Book | Karen Russell By Tracy O’NeillGators and ghosts take center stage in Russell’s Floridian family drama.
With her first novel, Swamplandia!, Karen Russell finds poetry in amusement parks and alligator wrestling, Florida sunshine and gift shops. Her attentive ear for rhythm and assonance lends an almost musical quality to the sentences that narrate the lives of the Bigtree family following the death of wife, mother, and champion alligator wrestler Hilola Bigtree. In her absence, the brood is parented by the oblivious dreamer Chief Bigtree, who doesn't seem to understand that their gator park business is losing out to the competition—not so subtly called the World of Darkness—or that his kids are losing it: his teenage daughter Osceola, for example, is "dating" ghosts.
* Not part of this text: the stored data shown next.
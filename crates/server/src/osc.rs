use std::{collections::VecDeque, sync::Arc};

use rosc::OscPacket;
use tokio::{net::UdpSocket, task::JoinHandle};
use tracing::warn;

use runtime::SessionHandle;

use crate::peers::{from_osc, Peers};

/// Receive loop for the OSC side: datagrams in, session events out.
/// Undecodable packets are dropped with a warning; the loop never stops
/// for them.
pub fn spawn_bridge(
    socket: Arc<UdpSocket>,
    peers: Arc<Peers>,
    session: SessionHandle,
) -> JoinHandle<()> {
    tokio::spawn(async move {
        let mut buf = vec![0u8; rosc::decoder::MTU];
        loop {
            let (len, from) = match socket.recv_from(&mut buf).await {
                Ok(received) => received,
                Err(error) => {
                    warn!(%error, "osc receive failed");
                    continue;
                }
            };
            let packet = match rosc::decoder::decode_udp(&buf[..len]) {
                Ok((_, packet)) => packet,
                Err(error) => {
                    warn!(%from, ?error, "dropping undecodable osc packet");
                    continue;
                }
            };
            let source = peers.peer_for_addr(from);

            // Bundles flatten in order; timestamps are the transport's
            // concern, not the session's.
            let mut queue = VecDeque::from([packet]);
            while let Some(packet) = queue.pop_front() {
                match packet {
                    OscPacket::Message(message) => {
                        if !session.inbound(from_osc(message), source.clone()).await {
                            return;
                        }
                    }
                    OscPacket::Bundle(bundle) => queue.extend(bundle.content),
                }
            }
        }
    })
}
use thiserror::Error;

/// Message-level decode failures. These drop the offending message with a
/// warning and never interrupt the event queue.
#[derive(Debug, Error, Clone, PartialEq)]
pub enum CodecError {
    #[error("expected {expected} packed arguments, got {actual}")]
    ArityMismatch { expected: usize, actual: usize },
}

/// Range/scale combinations that cannot be honored. Non-fatal: the widget
/// falls back to linear scaling.
#[derive(Debug, Error, Clone, PartialEq)]
pub enum RangeError {
    #[error("logarithmic scale needs strictly positive bounds, got {min}..{max}")]
    NotPositive { min: f64, max: f64 },
}

/// Structural problems in a layout document. Fatal at load time: the
/// session does not start.
#[derive(Debug, Error)]
pub enum LayoutError {
    #[error("failed to read layout document: {0}")]
    Io(#[from] std::io::Error),
    #[error("layout document is not valid JSON: {0}")]
    Json(#[from] serde_json::Error),
    #[error("widget {widget} has an inverted range: min {min} > max {max}")]
    InvertedRange { widget: String, min: f64, max: f64 },
    #[error("widget {widget} has an empty or malformed address {address:?}")]
    BadAddress { widget: String, address: String },
    #[error("widget at address {address} is missing an id")]
    MissingId { address: String },
    #[error("widget {widget}: range bound must be a number or a single labelled number")]
    BadBound { widget: String },
    #[error("widget {widget}: origin must be a number or \"auto\", got {origin:?}")]
    BadOrigin { widget: String, origin: String },
    #[error("widget {widget}: geometry extent {extent:?} is neither a number nor a percentage")]
    BadExtent { widget: String, extent: String },
    #[error("widget {widget} has no cells: matrix dimensions and key counts must be at least 1")]
    EmptyGrid { widget: String },
    #[error(
        "widgets {first} and {second} declare the literal address {address} with different range or precision"
    )]
    ConflictingAddress {
        address: String,
        first: String,
        second: String,
    },
    #[error("widgets sharing the id {id} disagree on range or precision")]
    ConflictingMirror { id: String },
}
Problematically, this dire situation doesn't feel dire because Russell doesn't trust her readers and over-explicates to compensate. Even her punctuation, with its frequent use of ellipses to telegraph irony or subtext, expresses this distrust. As such, we are constantly aware of Russell's authorial hand; we feel like we are reading fiction rather than being immersed it, and so our connection to the story is limited. In the end, it's a novel to be appreciated more for its wonders of language than its complex characters or plot.